> [Given data]:
──────────
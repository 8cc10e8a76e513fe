//! Error types for fixation classification.

use thiserror::Error;

/// Errors produced by the classification core.
///
/// All of these are validation failures detected before any computation
/// begins. No partial result is ever returned alongside an error.
#[derive(Debug, Clone, PartialEq, Error)]
pub enum FixationError {
    /// Two sequences that must line up sample-for-sample do not.
    #[error("length mismatch: {left_name} has {left} samples, {right_name} has {right}")]
    LengthMismatch {
        left_name: &'static str,
        left: usize,
        right_name: &'static str,
        right: usize,
    },

    /// A numeric parameter is out of its valid range.
    #[error("invalid parameter `{name}` = {value}: {reason}")]
    InvalidParameter {
        name: &'static str,
        value: f64,
        reason: &'static str,
    },

    /// A combination mode name or legacy code is not recognised.
    #[error("invalid algorithm mode `{0}` (use and, or, ivt, idt or 0-3)")]
    InvalidMode(String),

    /// A gaze coordinate is NaN or infinite.
    #[error("non-finite {axis} coordinate at sample {index}")]
    NonFiniteSample { axis: &'static str, index: usize },

    /// A stored fixation boundary does not split two fixation samples.
    #[error("invalid fixation boundary at sample {index}: {reason}")]
    InvalidBoundary { index: usize, reason: &'static str },
}

impl FixationError {
    pub(crate) fn length_mismatch(
        left_name: &'static str,
        left: usize,
        right_name: &'static str,
        right: usize,
    ) -> Self {
        FixationError::LengthMismatch {
            left_name,
            left,
            right_name,
            right,
        }
    }
}

/// Require `value` to be finite and strictly positive.
pub(crate) fn require_positive(name: &'static str, value: f64) -> Result<f64, FixationError> {
    if !value.is_finite() {
        return Err(FixationError::InvalidParameter {
            name,
            value,
            reason: "must be finite",
        });
    }
    if value <= 0.0 {
        return Err(FixationError::InvalidParameter {
            name,
            value,
            reason: "must be greater than zero",
        });
    }
    Ok(value)
}

/// Require `value` to be finite and not negative.
pub(crate) fn require_non_negative(name: &'static str, value: f64) -> Result<f64, FixationError> {
    if !value.is_finite() {
        return Err(FixationError::InvalidParameter {
            name,
            value,
            reason: "must be finite",
        });
    }
    if value < 0.0 {
        return Err(FixationError::InvalidParameter {
            name,
            value,
            reason: "must not be negative",
        });
    }
    Ok(value)
}

#[cfg(test)]
mod tests {
    use super::*;

    #[test]
    fn test_require_positive() {
        assert_eq!(require_positive("t", 0.5), Ok(0.5));
        assert!(require_positive("t", 0.0).is_err());
        assert!(require_positive("t", -1.0).is_err());
        assert!(require_positive("t", f64::NAN).is_err());
        assert!(require_positive("t", f64::INFINITY).is_err());
    }

    #[test]
    fn test_require_non_negative() {
        assert_eq!(require_non_negative("d", 0.0), Ok(0.0));
        assert!(require_non_negative("d", -0.01).is_err());
        assert!(require_non_negative("d", f64::NAN).is_err());
    }

    #[test]
    fn test_error_display() {
        let err = FixationError::length_mismatch("x", 3, "y", 2);
        assert_eq!(
            err.to_string(),
            "length mismatch: x has 3 samples, y has 2"
        );

        let err = FixationError::InvalidMode("7".to_string());
        assert!(err.to_string().contains("`7`"));
    }
}
//! Configuration for gaze-fixation.
//!
//! Two files are involved:
//! - the tool's own `config.json` with default algorithm parameters
//! - an optional dataset catalogue, as used by the dashboard, giving each
//!   dataset's sampling rate

use crate::core::FixationParams;
use crate::error::{require_positive, FixationError};
use serde::{Deserialize, Serialize};
use std::collections::BTreeMap;
use std::path::{Path, PathBuf};

/// Sampling rate assumed when nothing else is configured.
pub const DEFAULT_SAMPLE_RATE_HZ: f64 = 240.0;

/// Main configuration.
#[derive(Debug, Clone, PartialEq, Serialize, Deserialize)]
#[serde(default)]
pub struct Config {
    /// Default algorithm parameters
    pub params: FixationParams,

    /// Whether scanpaths are reduced to fixations (false = raw samples)
    pub compute_fixations: bool,

    /// Sampling rate used when no dataset is selected
    pub sample_rate_hz: f64,

    /// Dataset catalogue file
    #[serde(skip_serializing_if = "Option::is_none")]
    pub dataset_config_path: Option<PathBuf>,

    /// Dataset to take the sampling rate from
    #[serde(skip_serializing_if = "Option::is_none")]
    pub dataset: Option<String>,
}

impl Default for Config {
    fn default() -> Self {
        Self {
            params: FixationParams::default(),
            compute_fixations: true,
            sample_rate_hz: DEFAULT_SAMPLE_RATE_HZ,
            dataset_config_path: None,
            dataset: None,
        }
    }
}

impl Config {
    /// Load configuration from the default location.
    pub fn load() -> Result<Self, ConfigError> {
        Self::load_from(&Self::config_path())
    }

    /// Load configuration from `path`, falling back to defaults if it is missing.
    pub fn load_from(path: &Path) -> Result<Self, ConfigError> {
        if path.exists() {
            let content =
                std::fs::read_to_string(path).map_err(|e| ConfigError::IoError(e.to_string()))?;
            let config: Config = serde_json::from_str(&content)
                .map_err(|e| ConfigError::ParseError(e.to_string()))?;
            Ok(config)
        } else {
            Ok(Self::default())
        }
    }

    /// Save configuration to the default location.
    pub fn save(&self) -> Result<(), ConfigError> {
        self.save_to(&Self::config_path())
    }

    /// Save configuration to `path`, creating parent directories.
    pub fn save_to(&self, path: &Path) -> Result<(), ConfigError> {
        if let Some(parent) = path.parent() {
            std::fs::create_dir_all(parent).map_err(|e| ConfigError::IoError(e.to_string()))?;
        }

        let content = serde_json::to_string_pretty(self)
            .map_err(|e| ConfigError::SerializeError(e.to_string()))?;

        std::fs::write(path, content).map_err(|e| ConfigError::IoError(e.to_string()))?;

        Ok(())
    }

    /// Get the path to the configuration file.
    pub fn config_path() -> PathBuf {
        dirs::config_dir()
            .unwrap_or_else(|| PathBuf::from("."))
            .join("gaze-fixation")
            .join("config.json")
    }

    /// Seconds between samples.
    ///
    /// Uses the selected dataset's rate when both a catalogue and a dataset
    /// are configured, otherwise `sample_rate_hz`.
    pub fn time_interval(&self) -> Result<f64, ConfigError> {
        match (&self.dataset_config_path, &self.dataset) {
            (Some(path), Some(name)) => {
                let catalog = DatasetCatalog::load(path)?;
                catalog.dataset(name)?.time_interval()
            }
            _ => {
                let rate = require_positive("sample_rate_hz", self.sample_rate_hz)?;
                Ok(1.0 / rate)
            }
        }
    }

    /// Check the configured parameters.
    pub fn validate(&self) -> Result<(), ConfigError> {
        self.params.validate()?;
        require_positive("sample_rate_hz", self.sample_rate_hz)?;
        Ok(())
    }
}

/// One dataset entry in the catalogue.
///
/// Field names follow the catalogue file (`"Sample Rate"` etc.). Unknown
/// keys are ignored.
#[derive(Debug, Clone, PartialEq, Serialize, Deserialize)]
pub struct DatasetEntry {
    #[serde(rename = "Sample Rate")]
    pub sample_rate: f64,
    #[serde(rename = "Data Suffix", default, skip_serializing_if = "Option::is_none")]
    pub data_suffix: Option<String>,
    #[serde(rename = "Data Loader", default, skip_serializing_if = "Option::is_none")]
    pub data_loader: Option<String>,
    #[serde(rename = "Window Width", default, skip_serializing_if = "Option::is_none")]
    pub window_width: Option<u32>,
    #[serde(rename = "Window Height", default, skip_serializing_if = "Option::is_none")]
    pub window_height: Option<u32>,
}

impl DatasetEntry {
    /// `1 / sample_rate`.
    pub fn time_interval(&self) -> Result<f64, ConfigError> {
        let rate = require_positive("sample_rate", self.sample_rate)?;
        Ok(1.0 / rate)
    }
}

/// The dataset catalogue: `{"datasets": {"<name>": {...}}}`.
#[derive(Debug, Clone, Default, PartialEq, Serialize, Deserialize)]
pub struct DatasetCatalog {
    pub datasets: BTreeMap<String, DatasetEntry>,
}

impl DatasetCatalog {
    pub fn from_json(content: &str) -> Result<Self, ConfigError> {
        serde_json::from_str(content).map_err(|e| ConfigError::ParseError(e.to_string()))
    }

    pub fn load(path: &Path) -> Result<Self, ConfigError> {
        let content =
            std::fs::read_to_string(path).map_err(|e| ConfigError::IoError(e.to_string()))?;
        Self::from_json(&content)
    }

    pub fn dataset(&self, name: &str) -> Result<&DatasetEntry, ConfigError> {
        self.datasets
            .get(name)
            .ok_or_else(|| ConfigError::UnknownDataset(name.to_string()))
    }

    pub fn names(&self) -> impl Iterator<Item = &str> {
        self.datasets.keys().map(String::as_str)
    }
}

/// Configuration errors.
#[derive(Debug)]
pub enum ConfigError {
    IoError(String),
    ParseError(String),
    SerializeError(String),
    UnknownDataset(String),
    Invalid(FixationError),
}

impl std::fmt::Display for ConfigError {
    fn fmt(&self, f: &mut std::fmt::Formatter<'_>) -> std::fmt::Result {
        match self {
            ConfigError::IoError(e) => write!(f, "IO error: {e}"),
            ConfigError::ParseError(e) => write!(f, "Parse error: {e}"),
            ConfigError::SerializeError(e) => write!(f, "Serialize error: {e}"),
            ConfigError::UnknownDataset(name) => write!(f, "Unknown dataset: {name}"),
            ConfigError::Invalid(e) => write!(f, "Invalid configuration: {e}"),
        }
    }
}

impl std::error::Error for ConfigError {
    fn source(&self) -> Option<&(dyn std::error::Error + 'static)> {
        match self {
            ConfigError::Invalid(e) => Some(e),
            _ => None,
        }
    }
}

impl From<FixationError> for ConfigError {
    fn from(e: FixationError) -> Self {
        ConfigError::Invalid(e)
    }
}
──────────
"content" is the word to look for; copy every line of the data that has it.

> [Finished task]:
            let content =
            let config: Config = serde_json::from_str(&content)
        let content = serde_json::to_string_pretty(self)
        std::fs::write(path, content).map_err(|e| ConfigError::IoError(e.to_string()))?;
    pub fn from_json(content: &str) -> Result<Self, ConfigError> {
        serde_json::from_str(content).map_err(|e| ConfigError::ParseError(e.to_string()))
        let content =
        Self::from_json(&content)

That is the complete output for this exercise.